In the News: UN Watch Exposes UNHRC Election of Abuser States

On October 17, 2019, Venezuela, Libya, Mauritania and other non-democracies won election to the UN Human Rights Council. UN Watch led the opposition campaign with a major report.

After the results came in, UN Watch exposed the election of tyrannies to the UN’s highest human rights body. UN Watch was quoted by CNN, Newsweek, UPI, Le Monde and other major media — see below.

Even as apologists for UN immorality sought to justify the election of abusers, UN Watch’s viral tweets, embedded below, dominated the global conversation.

Quoting UN Watch: UN Elects Dictators to Human Rights Council

CNN: 

Hillel Neuer, executive director of UN Watch, a non-government watchdog based in Geneva, compared it to ‘making a pyromaniac into the town fire chief’…

Newsweek:

UN Watch took to Twitter minutes after the election to point out that Mauritania, Libya and Sudan were all elected to the council by larger margins than Venezuela’s, despite allegations of human rights abuses in those nations…

Le Monde: 

« Qu’un pays comme le Venezuela soit “juge en droits de l’homme”, c’est obscène ! », s’exclame Hillel Neuer, le directeur de l’ONG UN Watch… « En Mauritanie, entre 10 % et 20 % de la population sont traités comme des esclaves ; au Soudan, il y a des excisions ; et, en Libye, on trouve des cas de torture, ainsi que des marchés aux esclaves, détaille Hillel Neuer. Tous ces pays auraient dû être disqualifiés. Ce Conseil devait remplacer en 2006 la Commission des droits de l’homme, qui abritait trop de régimes autoritaires. Treize ans plus tard, c’est un échec total. »
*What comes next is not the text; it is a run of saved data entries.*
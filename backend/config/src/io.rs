//! Config file loading.

use crate::schema::AppConfig;
use anyhow::{Context, Result};
use std::path::Path;
use tokio::fs;
use tracing::{debug, info};

/// Load and parse the YAML config from disk.
///
/// Returns `Ok(Default::default())` if the file doesn't exist.
pub async fn load_config(path: &Path) -> Result<AppConfig> {
    if !fs::try_exists(path).await.unwrap_or(false) {
        debug!(path = %path.display(), "Config file does not exist; using defaults");
        return Ok(AppConfig::default());
    }

    let raw = fs::read_to_string(path)
        .await
        .with_context(|| format!("Failed to read config file: {}", path.display()))?;

    let config: AppConfig = serde_yaml::from_str(&raw)
        .with_context(|| format!("Failed to parse config YAML at: {}", path.display()))?;

    info!(path = %path.display(), "Loaded config");
    Ok(config)
}
//! Document understanding: image preprocessing, OCR, and field extraction.

pub mod ocr;
pub mod pipeline;
pub mod preprocess;

pub use ocr::{OcrError, TesseractRecognizer, TextRecognizer};
pub use pipeline::{DocumentPipeline, PipelineError};
pub use preprocess::{PreprocessError, Preprocessor};
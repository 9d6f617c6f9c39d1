mod doctor_cmd;
mod scan_cmd;
mod serve_cmd;

use std::path::{Path, PathBuf};

use anyhow::Result;
use clap::{Parser, Subcommand};

use cardscan_config::AppConfig;
use cardscan_logging::init_logger;

#[derive(Parser)]
#[command(name = "cardscan")]
#[command(about = "CardScan: Arabic national ID card OCR service")]
#[command(version)]
struct Cli {
    #[command(subcommand)]
    command: Commands,
}

#[derive(Subcommand)]
enum Commands {
    /// Start the HTTP OCR server
    Serve {
        /// Port to bind the HTTP server to (overrides PORT)
        #[arg(short, long)]
        port: Option<u16>,

        /// Optional YAML config file
        #[arg(short, long, env = "CARDSCAN_CONFIG")]
        config: Option<PathBuf>,
    },
    /// Run OCR on one image and print the classified fields as JSON
    Scan {
        /// Image file (jpg, jpeg or png)
        file: PathBuf,

        /// Optional YAML config file
        #[arg(short, long, env = "CARDSCAN_CONFIG")]
        config: Option<PathBuf>,

        /// Pretty-print the JSON output
        #[arg(long)]
        pretty: bool,
    },
    /// Check configuration and the tesseract installation
    Doctor {
        /// Optional YAML config file
        #[arg(short, long, env = "CARDSCAN_CONFIG")]
        config: Option<PathBuf>,
    },
}

impl Commands {
    fn config_path(&self) -> Option<&Path> {
        match self {
            Commands::Serve { config, .. }
            | Commands::Scan { config, .. }
            | Commands::Doctor { config } => config.as_deref(),
        }
    }
}

#[tokio::main]
async fn main() -> Result<()> {
    let cli = Cli::parse();

    let mut config = cardscan_config::load(cli.command.config_path()).await?;
    if let Commands::Serve { port: Some(port), .. } = &cli.command {
        config.server.port = *port;
    }
    init_logging(&config);

    match cli.command {
        Commands::Serve { .. } => {
            cardscan_config::ensure_valid(&config)?;
            serve_cmd::run(config).await
        }
        Commands::Scan { file, pretty, .. } => {
            cardscan_config::ensure_valid(&config)?;
            scan_cmd::run(&config, &file, pretty).await
        }
        Commands::Doctor { .. } => doctor_cmd::run(&config).await,
    }
}

fn init_logging(config: &AppConfig) {
    init_logger(
        &config.logging.level,
        config.logging.json,
        config.logging.dir.as_deref(),
    );
}
//! Structured Logger
//!
//! Wraps `tracing` to provide plain or JSON console output, optional file
//! rotation (NDJSON), and environment-based level control.

use std::path::Path;
use tracing_appender::rolling::{RollingFileAppender, Rotation};
use tracing_subscriber::{EnvFilter, fmt, layer::SubscriberExt, util::SubscriberInitExt};

/// Initialize the global structured logger.
///
/// `RUST_LOG` wins over `level`. When `log_dir` is set, a daily-rotated
/// `cardscan.log.YYYY-MM-DD` NDJSON file is written there as well.
/// Console output goes to stderr so command output on stdout stays clean.
/// Calling this twice is harmless; the second call is ignored.
pub fn init_logger(level: &str, json: bool, log_dir: Option<&Path>) {
    let env_filter = EnvFilter::try_from_default_env().unwrap_or_else(|_| EnvFilter::new(level));

    let file_layer = log_dir.map(|dir| {
        let file_appender = RollingFileAppender::new(Rotation::DAILY, dir, "cardscan.log");
        fmt::layer()
            .json()
            .with_writer(file_appender)
            .with_ansi(false)
    });

    let (plain_console, json_console) = if json {
        (None, Some(fmt::layer().json().with_writer(std::io::stderr)))
    } else {
        (
            Some(
                fmt::layer()
                    .with_writer(std::io::stderr)
                    .with_target(false)
                    .with_ansi(true),
            ),
            None,
        )
    };

    let _ = tracing_subscriber::registry()
        .with(env_filter)
        .with(plain_console)
        .with(json_console)
        .with(file_layer)
        .try_init();
}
United Press International:

Following the vote, UN Watch, a nonprofit organization that monitors the intergovernmental organization, began a petition to expel Maduro from the council, citing extrajudicial killings, torture, the jailing of political prisoners and other human rights violations committed by the regime.
“Electing the oppressive Venezuelan regime of Nicolas Maduro to a human rights council is like making a pyromaniac into the town fire chief,” UN Watch Executive Director Hillel Neuer said in a statement. “It’s absurd, immoral and offensive.”
The Geneva-based U.N. monitor, which campaigned in 2010 to have Libya removed from the council, said three other newly elected nations — Mauritania, Libya and Sudan — all had poor human rights records.
“Sadly, today, the U.N. General Assembly disregarded its own rules by electing regimes that violate the human rights of their own citizens, and which consistently vote the wrong way on U.N. initiatives to protect the human rights of others,” Neuer said.

Catholic News:

In a report jointly authored report by UN Watch, the Human Rights Foundation, and the Raoul Wallenberg Centre for Human Rights, Mauritania, Libya, and Sudan were all rated as “unqualified” for the council [and were] criticized for their authoritarian governments, limits on freedom of the press, and for their ‘negative’ UN voting records.
The report singled out Mauritania for its history of corruption, ethnic discrimination by government actors, slavery, human trafficking, child labor, and criminalization of homosexuality.
Voting nations can and should refrain from electing rights abusers to the UN’s highest human rights body,’ said Hillel Neuer of UN Watch.”

CNS News:

Costa Rica’s challenge was praised by human rights advocacy groups such as U.N. Watch, which said it hoped the “late but welcome entry into the race in the Latin American group will see countries reject Venezuela’s absurd candidacy.”
U.N. Watch is proposing a major change to the system of electing council members.
“If our own democracies continue to disregard the election criteria by voting for abusers,” said the group’s executive director Hillel Neuer, “then we should just scrap elections altogether, and make every country a member.”
In such a scenario, he said, countries that are not democracies “could no longer hold up their UNHRC election as a shield of international legitimacy to cover up the abuses of their regime.”
“Regrettably, the E.U. has not said a word about hypocritical candidacies that only undermine the credibility and effectiveness of the U.N. human rights system,” Neuer said. “By turning a blind eye as human rights violators easily join and subvert the council, leading democracies will be complicit in the world body’s moral decline.”